From: Zhang Chen <zhangchen.fnst@cn.fujitsu.com>
To: Jason Wang <jasowang@redhat.com>,
"Dr. David Alan Gilbert" <dgilbert@redhat.com>
Cc: Yang Hongyang <hongyang.yang@easystack.cn>,
"eddie . dong" <eddie.dong@intel.com>,
qemu devel <qemu-devel@nongnu.org>,
Li Zhijian <lizhijian@cn.fujitsu.com>,
zhanghailiang <zhang.zhanghailiang@huawei.com>
Subject: Re: [Qemu-devel] [RFC PATCH 3/3] filter-rewriter: rewrite tcp packet to keep secondary connection
Date: Thu, 23 Jun 2016 18:48:45 +0800 [thread overview]
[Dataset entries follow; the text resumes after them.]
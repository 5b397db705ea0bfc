//! The realm: a single-threaded simulation loop over a set of wizards.
//!
//! Wizards are owned by the realm and addressed by [`WizardId`]. Every
//! interaction is expressed as an [`Action`] and resolved by
//! [`Realm::perform`], which lends out the wizards involved and feeds random
//! picks from the realm's [`Chooser`].

use crate::chooser::Chooser;
use crate::config::RealmConfig;
use crate::error::{MagicError, MagicResult};
use crate::items::ItemId;
use crate::magic::Target;
use crate::spells::{Spell, SpellId};
use crate::trade::{self, Trader};
use crate::wizard::{Wizard, WizardId};
use serde::{Deserialize, Serialize};
use std::collections::HashMap;

/// Something a wizard does.
#[derive(Debug, Clone, Serialize, Deserialize)]
pub enum Action {
    Learn {
        wizard: WizardId,
        spell: Spell,
    },
    Forget {
        wizard: WizardId,
        spell: SpellId,
    },
    CastSpell {
        caster: WizardId,
        spell: SpellId,
        target: WizardId,
    },
    CastRandomSpell {
        caster: WizardId,
        target: WizardId,
    },
    UseItem {
        user: WizardId,
        item: ItemId,
        target: WizardId,
    },
    UseRandomItem {
        user: WizardId,
        target: WizardId,
    },
    SellItem {
        seller: WizardId,
        item: ItemId,
        buyer: WizardId,
    },
    SellRandomItem {
        seller: WizardId,
        buyer: WizardId,
    },
    Give {
        giver: WizardId,
        item: ItemId,
        taker: WizardId,
    },
    Steal {
        thief: WizardId,
        victim: WizardId,
    },
    Loot {
        looter: WizardId,
        victim: WizardId,
    },
}

impl Action {
    /// The wizard initiating the action.
    pub fn actor(&self) -> WizardId {
        match *self {
            Action::Learn { wizard, .. } | Action::Forget { wizard, .. } => wizard,
            Action::CastSpell { caster, .. } | Action::CastRandomSpell { caster, .. } => caster,
            Action::UseItem { user, .. } | Action::UseRandomItem { user, .. } => user,
            Action::SellItem { seller, .. } | Action::SellRandomItem { seller, .. } => seller,
            Action::Give { giver, .. } => giver,
            Action::Steal { thief, .. } => thief,
            Action::Loot { looter, .. } => looter,
        }
    }

    pub fn name(&self) -> &'static str {
        match self {
            Action::Learn { .. } => "learn",
            Action::Forget { .. } => "forget",
            Action::CastSpell { .. } => "cast spell",
            Action::CastRandomSpell { .. } => "cast random spell",
            Action::UseItem { .. } => "use item",
            Action::UseRandomItem { .. } => "use random item",
            Action::SellItem { .. } => "sell item",
            Action::SellRandomItem { .. } => "sell random item",
            Action::Give { .. } => "give",
            Action::Steal { .. } => "steal",
            Action::Loot { .. } => "loot",
        }
    }
}

/// A set of wizards and the source of their random choices.
pub struct Realm {
    config: RealmConfig,
    wizards: HashMap<WizardId, Wizard>,
    chooser: Box<dyn Chooser>,
}

impl Realm {
    pub fn new(config: RealmConfig) -> Self {
        let chooser = config.chooser();
        Self {
            config,
            wizards: HashMap::new(),
            chooser,
        }
    }

    /// A realm whose random picks come from `chooser` instead of the config.
    pub fn with_chooser(config: RealmConfig, chooser: impl Chooser + 'static) -> Self {
        Self {
            config,
            wizards: HashMap::new(),
            chooser: Box::new(chooser),
        }
    }

    pub fn config(&self) -> &RealmConfig {
        &self.config
    }

    pub fn add_wizard(&mut self, wizard: Wizard) -> WizardId {
        let id = wizard.id();
        tracing::debug!(realm = %self.config.name, wizard = %wizard.name(), "wizard joined");
        self.wizards.insert(id, wizard);
        id
    }

    pub fn remove_wizard(&mut self, id: WizardId) -> Option<Wizard> {
        self.wizards.remove(&id)
    }

    pub fn wizard(&self, id: WizardId) -> Option<&Wizard> {
        self.wizards.get(&id)
    }

    pub fn wizard_mut(&mut self, id: WizardId) -> Option<&mut Wizard> {
        self.wizards.get_mut(&id)
    }

    pub fn wizards(&self) -> impl Iterator<Item = &Wizard> {
        self.wizards.values()
    }

    /// Wizards that are still alive.
    pub fn living(&self) -> impl Iterator<Item = &Wizard> {
        self.wizards.values().filter(|w| !w.is_dead())
    }

    pub fn len(&self) -> usize {
        self.wizards.len()
    }

    pub fn is_empty(&self) -> bool {
        self.wizards.is_empty()
    }

    /// Resolve one action.
    ///
    /// `Ok(false)` means the action did not happen (dead actor, unknown spell,
    /// missing item, no money or room). Unknown wizards and trades of a
    /// wizard with itself are errors.
    pub fn perform(&mut self, action: Action) -> MagicResult<bool> {
        let name = action.name();
        let actor = action.actor();
        let result = self.resolve(action);
        match &result {
            Ok(happened) => {
                tracing::debug!(realm = %self.config.name, %actor, action = name, happened, "action resolved")
            }
            Err(e) => {
                tracing::debug!(realm = %self.config.name, %actor, action = name, error = %e, "action rejected")
            }
        }
        result
    }

    fn resolve(&mut self, action: Action) -> MagicResult<bool> {
        match action {
            Action::Learn { wizard, spell } => Ok(self.get_mut(wizard)?.learn(spell)),
            Action::Forget { wizard, spell } => {
                let wizard = self.get_mut(wizard)?;
                let Some(spell) = wizard.known_spell(spell).cloned() else {
                    return Ok(false);
                };
                Ok(wizard.forget(&spell))
            }
            Action::CastSpell {
                caster,
                spell,
                target,
            } => {
                if caster == target {
                    let wizard = self.get_mut(caster)?;
                    let Some(spell) = wizard.known_spell(spell).cloned() else {
                        return Ok(false);
                    };
                    return Ok(wizard.cast_spell(&spell, Target::Myself));
                }
                self.with_pair(caster, target, |caster, target, _| {
                    let Some(spell) = caster.known_spell(spell).cloned() else {
                        return Ok(false);
                    };
                    Ok(caster.cast_spell(&spell, target))
                })
            }
            Action::CastRandomSpell { caster, target } => {
                if caster == target {
                    let chooser = self.chooser.as_mut();
                    let wizard = self
                        .wizards
                        .get_mut(&caster)
                        .ok_or(MagicError::UnknownWizard(caster))?;
                    return Ok(wizard.cast_random_spell(Target::Myself, chooser));
                }
                self.with_pair(caster, target, |caster, target, chooser| {
                    Ok(caster.cast_random_spell(target, chooser))
                })
            }
            Action::UseItem { user, item, target } => {
                if user == target {
                    return Ok(self.get_mut(user)?.use_item(item, Target::Myself));
                }
                self.with_pair(user, target, |user, target, _| {
                    Ok(user.use_item(item, target))
                })
            }
            Action::UseRandomItem { user, target } => {
                if user == target {
                    let chooser = self.chooser.as_mut();
                    let wizard = self
                        .wizards
                        .get_mut(&user)
                        .ok_or(MagicError::UnknownWizard(user))?;
                    return Ok(wizard.use_random_item(Target::Myself, chooser));
                }
                self.with_pair(user, target, |user, target, chooser| {
                    Ok(user.use_random_item(target, chooser))
                })
            }
            Action::SellItem {
                seller,
                item,
                buyer,
            } => self.with_distinct_pair(seller, buyer, |seller, buyer, _| {
                seller.sell_item(item, buyer)
            }),
            Action::SellRandomItem { seller, buyer } => {
                self.with_distinct_pair(seller, buyer, |seller, buyer, chooser| {
                    seller.sell_random_item(buyer, chooser)
                })
            }
            Action::Give { giver, item, taker } => {
                self.with_distinct_pair(giver, taker, |giver, taker, _| {
                    trade::give(item, giver, taker)
                })
            }
            Action::Steal { thief, victim } => {
                self.with_distinct_pair(thief, victim, |thief, victim, chooser| {
                    Ok(victim.steal(thief, chooser))
                })
            }
            Action::Loot { looter, victim } => {
                self.with_distinct_pair(looter, victim, |looter, victim, _| {
                    Ok(victim.loot(looter))
                })
            }
        }
    }

    fn get_mut(&mut self, id: WizardId) -> MagicResult<&mut Wizard> {
        self.wizards
            .get_mut(&id)
            .ok_or(MagicError::UnknownWizard(id))
    }

    fn with_distinct_pair<F>(&mut self, first: WizardId, second: WizardId, f: F) -> MagicResult<bool>
    where
        F: FnOnce(&mut Wizard, &mut Wizard, &mut dyn Chooser) -> MagicResult<bool>,
    {
        for id in [first, second] {
            if !self.wizards.contains_key(&id) {
                return Err(MagicError::UnknownWizard(id));
            }
        }
        if first == second {
            return Err(MagicError::SelfTrade);
        }
        self.with_pair(first, second, f)
    }

    /// Lend out two different wizards at once.
    fn with_pair<F>(&mut self, first: WizardId, second: WizardId, f: F) -> MagicResult<bool>
    where
        F: FnOnce(&mut Wizard, &mut Wizard, &mut dyn Chooser) -> MagicResult<bool>,
    {
        if !self.wizards.contains_key(&second) {
            return Err(MagicError::UnknownWizard(second));
        }
        let mut lent = self
            .wizards
            .remove(&first)
            .ok_or(MagicError::UnknownWizard(first))?;
        let result = match self.wizards.get_mut(&second) {
            Some(other) => f(&mut lent, other, self.chooser.as_mut()),
            None => Err(MagicError::UnknownWizard(second)),
        };
        self.wizards.insert(first, lent);
        result
    }
}
//! Request extractors shared by the handlers.

use axum::Json;
use axum::extract::{FromRequest, Request};
use serde::de::DeserializeOwned;

use crate::error::HttpError;

/// `Json` with the rejection mapped onto the API error contract.
///
/// The stock extractor answers a malformed or missing body with a
/// plain-text 422; clients of this API expect a 400 with the usual
/// `{message, status}` JSON body.
pub struct ApiJson<T>(pub T);

impl<S, T> FromRequest<S> for ApiJson<T>
where
    T: DeserializeOwned,
    S: Send + Sync,
{
    type Rejection = HttpError;

    async fn from_request(req: Request, state: &S) -> Result<Self, Self::Rejection> {
        let Json(value) = Json::<T>::from_request(req, state)
            .await
            .map_err(|rejection| HttpError::BadRequest(rejection.body_text()))?;
        Ok(Self(value))
    }
}
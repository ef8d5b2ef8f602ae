//! HTTP request handlers for the Axum web server.
//!
//! Handlers are thin wrappers that parse the request, delegate to the core
//! services, and translate results into statuses and JSON bodies.

pub mod images;
pub mod products;

use crate::error::HttpError;
use stockroom_core::ValidationError;

/// Parse a path id segment into a store identifier.
///
/// A malformed id is a 400, not an opaque extractor rejection.
pub(crate) fn parse_id(raw: &str) -> Result<i64, HttpError> {
    raw.parse()
        .map_err(|_| ValidationError::InvalidId(raw.to_string()).into())
}
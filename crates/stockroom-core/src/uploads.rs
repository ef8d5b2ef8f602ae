//! Upload storage: a flat directory of image files with generated names.
//!
//! Each stored file gets a unique name derived from the original filename
//! plus a timestamp and a random suffix, so concurrent uploads never collide
//! and no cross-file coordination is needed. There is no subdirectory
//! structure and no ownership record beyond the product's `images` field.

use std::path::{Path, PathBuf};

use chrono::Utc;

use crate::ports::CoreError;

/// Content types accepted for image uploads.
pub const ALLOWED_IMAGE_TYPES: &[&str] = &["image/jpeg", "image/png", "image/webp", "image/gif"];

/// Per-file size cap: 5 MiB.
pub const MAX_IMAGE_BYTES: usize = 5 * 1024 * 1024;

/// Per-request file cap.
pub const MAX_FILES_PER_UPLOAD: usize = 10;

/// True when `content_type` is in the image allow-list.
///
/// Parameters (`; charset=...`) are ignored and the comparison is
/// case-insensitive, per the MIME grammar.
#[must_use]
pub fn is_allowed_image_type(content_type: &str) -> bool {
    let essence = content_type
        .split(';')
        .next()
        .unwrap_or_default()
        .trim();
    ALLOWED_IMAGE_TYPES
        .iter()
        .any(|allowed| allowed.eq_ignore_ascii_case(essence))
}

/// Writes uploaded files into a single directory.
#[derive(Debug, Clone)]
pub struct UploadStore {
    root: PathBuf,
}

impl UploadStore {
    /// Create a store rooted at `root`, creating the directory if needed.
    pub fn new(root: impl Into<PathBuf>) -> std::io::Result<Self> {
        let root = root.into();
        std::fs::create_dir_all(&root)?;
        Ok(Self { root })
    }

    /// The directory files are written to.
    #[must_use]
    pub fn root(&self) -> &Path {
        &self.root
    }

    /// Write `data` under a generated unique name and return that name.
    pub async fn save(&self, original_name: &str, data: &[u8]) -> Result<String, CoreError> {
        let name = unique_file_name(original_name);
        tokio::fs::write(self.root.join(&name), data)
            .await
            .map_err(|e| CoreError::Upload(e.to_string()))?;
        tracing::debug!(file = %name, bytes = data.len(), "stored uploaded image");
        Ok(name)
    }
}

/// Generate a collision-free filename: the original base with whitespace
/// collapsed to dashes, a millisecond timestamp, and a random suffix, keeping
/// the original extension.
fn unique_file_name(original: &str) -> String {
    // file_name() strips any client-supplied directory components.
    let original = Path::new(original)
        .file_name()
        .and_then(|n| n.to_str())
        .unwrap_or("image");
    let path = Path::new(original);
    let stem = path.file_stem().and_then(|s| s.to_str()).unwrap_or("image");
    let base: String = stem.split_whitespace().collect::<Vec<_>>().join("-");
    let base = if base.is_empty() { "image".to_string() } else { base };

    let millis = Utc::now().timestamp_millis();
    let suffix = uuid::Uuid::new_v4().simple();

    match path.extension().and_then(|e| e.to_str()) {
        Some(ext) if !ext.is_empty() => format!("{base}-{millis}-{suffix}.{ext}"),
        _ => format!("{base}-{millis}-{suffix}"),
    }
}

#[cfg(test)]
mod tests {
    use super::*;

    #[test]
    fn allow_list_accepts_the_four_image_types() {
        for ty in ["image/jpeg", "image/png", "image/webp", "image/gif"] {
            assert!(is_allowed_image_type(ty), "{ty} should be allowed");
        }
        assert!(is_allowed_image_type("IMAGE/PNG"));
        assert!(is_allowed_image_type("image/png; charset=binary"));
    }

    #[test]
    fn allow_list_rejects_everything_else() {
        for ty in ["application/pdf", "text/html", "image/svg+xml", ""] {
            assert!(!is_allowed_image_type(ty), "{ty} should be rejected");
        }
    }

    #[test]
    fn generated_names_keep_extension_and_replace_whitespace() {
        let name = unique_file_name("my photo 1.png");
        assert!(name.starts_with("my-photo-1-"), "got {name}");
        assert!(name.ends_with(".png"), "got {name}");
    }

    #[test]
    fn generated_names_strip_directory_components() {
        let name = unique_file_name("../../etc/passwd");
        assert!(!name.contains('/'), "got {name}");
        assert!(name.starts_with("passwd-"), "got {name}");
    }

    #[test]
    fn generated_names_are_unique() {
        assert_ne!(unique_file_name("a.png"), unique_file_name("a.png"));
    }

    #[tokio::test]
    async fn save_writes_file_under_generated_name() {
        let dir = tempfile::tempdir().unwrap();
        let store = UploadStore::new(dir.path().join("uploads")).unwrap();

        let name = store.save("cat.jpg", b"not really a jpeg").await.unwrap();
        let on_disk = std::fs::read(store.root().join(&name)).unwrap();
        assert_eq!(on_disk, b"not really a jpeg");
    }
}
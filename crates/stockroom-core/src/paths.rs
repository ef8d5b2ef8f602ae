//! Path resolution for stockroom data locations.
//!
//! - Database file
//! - Uploads directory
//!
//! Both live under a single data root, overridable with `STOCKROOM_DATA_DIR`.
//! No interactive/terminal I/O here - adapters handle user prompts.

use std::path::PathBuf;

use thiserror::Error;

/// Environment variable overriding the data root.
pub const DATA_DIR_ENV: &str = "STOCKROOM_DATA_DIR";

/// Path resolution failures.
#[derive(Debug, Error)]
pub enum PathError {
    #[error("could not determine a data directory for this platform")]
    NoDataDir,
}

/// The root directory for all persisted state.
///
/// `STOCKROOM_DATA_DIR` wins when set and non-empty; otherwise the
/// platform data directory (e.g. `~/.local/share/stockroom`).
pub fn data_root() -> Result<PathBuf, PathError> {
    if let Ok(dir) = std::env::var(DATA_DIR_ENV) {
        if !dir.is_empty() {
            return Ok(PathBuf::from(dir));
        }
    }
    dirs::data_dir()
        .map(|dir| dir.join("stockroom"))
        .ok_or(PathError::NoDataDir)
}

/// Path to the SQLite database file.
pub fn database_path() -> Result<PathBuf, PathError> {
    Ok(data_root()?.join("stockroom.db"))
}

/// Directory uploaded image files are written to, served under `/uploads`.
pub fn uploads_dir() -> Result<PathBuf, PathError> {
    Ok(data_root()?.join("uploads"))
}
Message-ID: <576BBE8D.1030009@cn.fujitsu.com> (raw)
In-Reply-To: <576A3174.2010905@redhat.com>
On 06/22/2016 02:34 PM, Jason Wang wrote:
>
>
> On 2016年06月22日 11:12, Zhang Chen wrote:
>>
>>
>> On 06/20/2016 08:14 PM, Dr. David Alan Gilbert wrote:
>>> * Jason Wang (jasowang@redhat.com) wrote:
>>>>
>>>> On 2016年06月14日 19:15, Zhang Chen wrote:
>>>>> We will rewrite tcp packet secondary received and sent.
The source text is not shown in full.